A number of headlines say it all. "James Corden Should Have Been Banned from 'The Prom'," trumpets Richard Dawson in his Vanity Fair review. "James Corden faces blistering backlash for 'gross and offensive' portrayal of a gay man in 'The Prom'," headlines a report at PinkNews.

The response rekindles the debate over straight actors playing gay roles — a meme making headlines today with Viggo Mortensen's cheeky response to him playing a gay man in the upcoming "Falling," which he also directed.

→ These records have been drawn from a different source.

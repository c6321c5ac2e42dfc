// SPDX-License-Identifier: MIT
// SPDX-FileCopyrightText: 2025 Jonathan D. A. Jewell <hyperpolymath>

//! Ollama API client for local AI inference

use async_trait::async_trait;
use reqwest::Client;
use serde::{Deserialize, Serialize};
use std::time::Duration;
use tracing::{debug, warn};

use super::LanguageModel;
use crate::{OrganizerError, Result};

/// Ollama API client
#[derive(Clone)]
pub struct OllamaClient {
    client: Client,
    base_url: String,
}

#[derive(Serialize)]
struct GenerateRequest<'a> {
    model: &'a str,
    prompt: &'a str,
    stream: bool,
    #[serde(skip_serializing_if = "Option::is_none")]
    images: Option<Vec<&'a str>>,
    options: GenerateOptions,
}

#[derive(Serialize)]
struct GenerateOptions {
    temperature: f32,
}

#[derive(Deserialize)]
struct GenerateResponse {
    response: String,
}

#[derive(Deserialize)]
struct TagsResponse {
    models: Vec<ModelInfo>,
}

#[derive(Deserialize)]
struct ModelInfo {
    name: String,
}

impl OllamaClient {
    /// Create a new Ollama client
    pub fn new(base_url: &str, timeout: Duration) -> Result<Self> {
        let client = Client::builder().timeout(timeout).build()?;

        // Normalize URL
        let base_url = base_url
            .trim_end_matches('/')
            .replace("/api/generate", "")
            .replace("/api/chat", "");

        Ok(Self { client, base_url })
    }

    pub fn base_url(&self) -> &str {
        &self.base_url
    }

    /// Check if Ollama is available
    pub async fn health_check(&self) -> Result<()> {
        let url = format!("{}/api/tags", self.base_url);

        self.client
            .get(&url)
            .timeout(Duration::from_secs(10))
            .send()
            .await
            .map_err(|e| {
                OrganizerError::AiUnavailable(format!(
                    "Cannot connect to Ollama at {}: {}",
                    self.base_url, e
                ))
            })?;

        Ok(())
    }

    /// List available models
    pub async fn list_models(&self) -> Result<Vec<String>> {
        let url = format!("{}/api/tags", self.base_url);

        let response = self.client
            .get(&url)
            .send()
            .await?;

        let tags: TagsResponse = response.json().await?;
        Ok(tags.models.into_iter().map(|m| m.name).collect())
    }

    /// Check if a specific model is available
    pub async fn model_available(&self, model: &str) -> Result<bool> {
        let models = self.list_models().await?;
        Ok(models.iter().any(|m| {
            m.starts_with(model) || m == &format!("{}:latest", model)
        }))
    }

    async fn send(&self, request: &GenerateRequest<'_>) -> Result<String> {
        let url = format!("{}/api/generate", self.base_url);

        let response = self.client
            .post(&url)
            .json(request)
            .send()
            .await?;

        if !response.status().is_success() {
            return Err(OrganizerError::AiUnavailable(format!(
                "Ollama returned status {}",
                response.status()
            )));
        }

        let result: GenerateResponse = response.json().await?;
        Ok(result.response)
    }

    /// Generate text completion
    pub async fn generate(&self, model: &str, prompt: &str) -> Result<String> {
        debug!("Sending request to Ollama: model={}", model);
        self.send(&GenerateRequest {
            model,
            prompt,
            stream: false,
            images: None,
            options: GenerateOptions { temperature: 0.1 },
        })
        .await
    }

    /// Generate with image (for vision models)
    pub async fn generate_with_image(
        &self,
        model: &str,
        prompt: &str,
        image_base64: &str,
    ) -> Result<String> {
        debug!("Sending vision request to Ollama: model={}", model);
        self.send(&GenerateRequest {
            model,
            prompt,
            stream: false,
            images: Some(vec![image_base64]),
            options: GenerateOptions { temperature: 0.1 },
        })
        .await
    }

    /// Generate with retry logic
    pub async fn generate_with_retry(
        &self,
        model: &str,
        prompt: &str,
        retries: u32,
    ) -> Result<String> {
        let mut last_error = None;

        for attempt in 0..=retries {
            if attempt > 0 {
                let delay = backoff_delay(attempt);
                warn!("Retrying Ollama request in {:?} (attempt {})", delay, attempt + 1);
                tokio::time::sleep(delay).await;
            }

            match self.generate(model, prompt).await {
                Ok(response) => return Ok(response),
                Err(e) => {
                    last_error = Some(e);
                }
            }
        }

        Err(last_error.unwrap_or_else(|| {
            OrganizerError::AiUnavailable("Unknown error".to_string())
        }))
    }
}

/// An Ollama model bound to a name, usable as a [`LanguageModel`]
pub struct LocalModel {
    client: OllamaClient,
    model: String,
    retries: u32,
}

impl LocalModel {
    pub fn new(client: OllamaClient, model: &str, retries: u32) -> Self {
        Self { client, model: model.to_string(), retries }
    }

    pub fn client(&self) -> &OllamaClient {
        &self.client
    }

    pub fn model(&self) -> &str {
        &self.model
    }
}

#[async_trait]
impl LanguageModel for LocalModel {
    fn name(&self) -> &str {
        "ollama"
    }

    async fn complete(&self, system: &str, user: &str) -> Result<String> {
        // Ollama's generate endpoint has no system role
        let prompt = format!("{}\n\n{}", system, user);
        self.client.generate_with_retry(&self.model, &prompt, self.retries).await
    }
}

/// Longest wait between retries
const MAX_BACKOFF: Duration = Duration::from_secs(60);

/// 1s, 2s, 4s, ... before retry `attempt`, capped at [`MAX_BACKOFF`]
fn backoff_delay(attempt: u32) -> Duration {
    let secs = 2u64.saturating_pow(attempt.saturating_sub(1));
    Duration::from_secs(secs).min(MAX_BACKOFF)
}

#[cfg(test)]
mod tests {
    use super::*;

    #[test]
    fn test_backoff_doubles_then_caps() {
        assert_eq!(backoff_delay(1), Duration::from_secs(1));
        assert_eq!(backoff_delay(2), Duration::from_secs(2));
        assert_eq!(backoff_delay(4), Duration::from_secs(8));
        assert_eq!(backoff_delay(7), MAX_BACKOFF);
        assert_eq!(backoff_delay(64), MAX_BACKOFF);
        assert_eq!(backoff_delay(u32::MAX), MAX_BACKOFF);
    }

    #[test]
    fn test_base_url_normalized() {
        let client = OllamaClient::new("http://localhost:11434/api/generate/", Duration::from_secs(1)).unwrap();
        assert_eq!(client.base_url(), "http://localhost:11434");
    }

    #[test]
    fn test_request_shape() {
        let request = GenerateRequest {
            model: "qwen2.5vl:3b",
            prompt: "hi",
            stream: false,
            images: None,
            options: GenerateOptions { temperature: 0.1 },
        };
        let json = serde_json::to_value(&request).unwrap();
        assert_eq!(json["model"], "qwen2.5vl:3b");
        assert_eq!(json["stream"], false);
        assert!(json.get("images").is_none());
    }
}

In "The Prom," Corden plays a self-involved, middle-aged out Broadway actor whose fame is on the wan. In order to rehabilitate his image (along with colleagues played by Meryl Streep, Nicole Kidman and Andrew Rannells), the group take up a cause that will make them appear more empathetic. They find one in a news story about a lesbian high school student who wants to bring her girlfriend to the prom in a small, Indiana town. Instead of allowing her to do so, the school shuts down the prom. To help out, they travel to Indiana where this heavy-handed story of inclusion unfolds. Over the course of the film — spoiler alert — Corden must face his past and his rejection of his parents twenty years before when they learned he is gay.

"Corden, who is straight, is so bad in 'The Prom'—somehow both appalling and terminally bland—that it had me thinking maybe the hardliners (who believe straight actors shouldn't play gay roles) were right along," writes Dawson. "Forget the whole case-by-case thing: No more straight actors playing gay men until the sins of 'The Prom' are properly atoned for. Murphy, a gay man, has led some straight actors into fertile gay territory before, like Darren Criss in 'The Assassination of Gianni Versace.' But Corden, flitting and lisping around in the most uninspired of caricatures, misses all potential for nuance, and thus never finds even a hint of truth in the role. And this is in a movie that's supposed to be about empowering queer people!"

Others who watched Sunday's screening agreed on Twitter:
















PinkNews also reports that Corden faced criticism late last year when "the Christmas special of 'Gavin and Stacey,' which Corden both starred in and co-wrote with Ruth Jones, divided viewers when a character sang 'Fairytale of New York' by The Pogues with the homophobic slur left in.

"The BBC later defended the use of the homophobic slur, which was broadcast to viewers across the UK on Christmas Day, saying the lyrics are 'well-established with the audience'."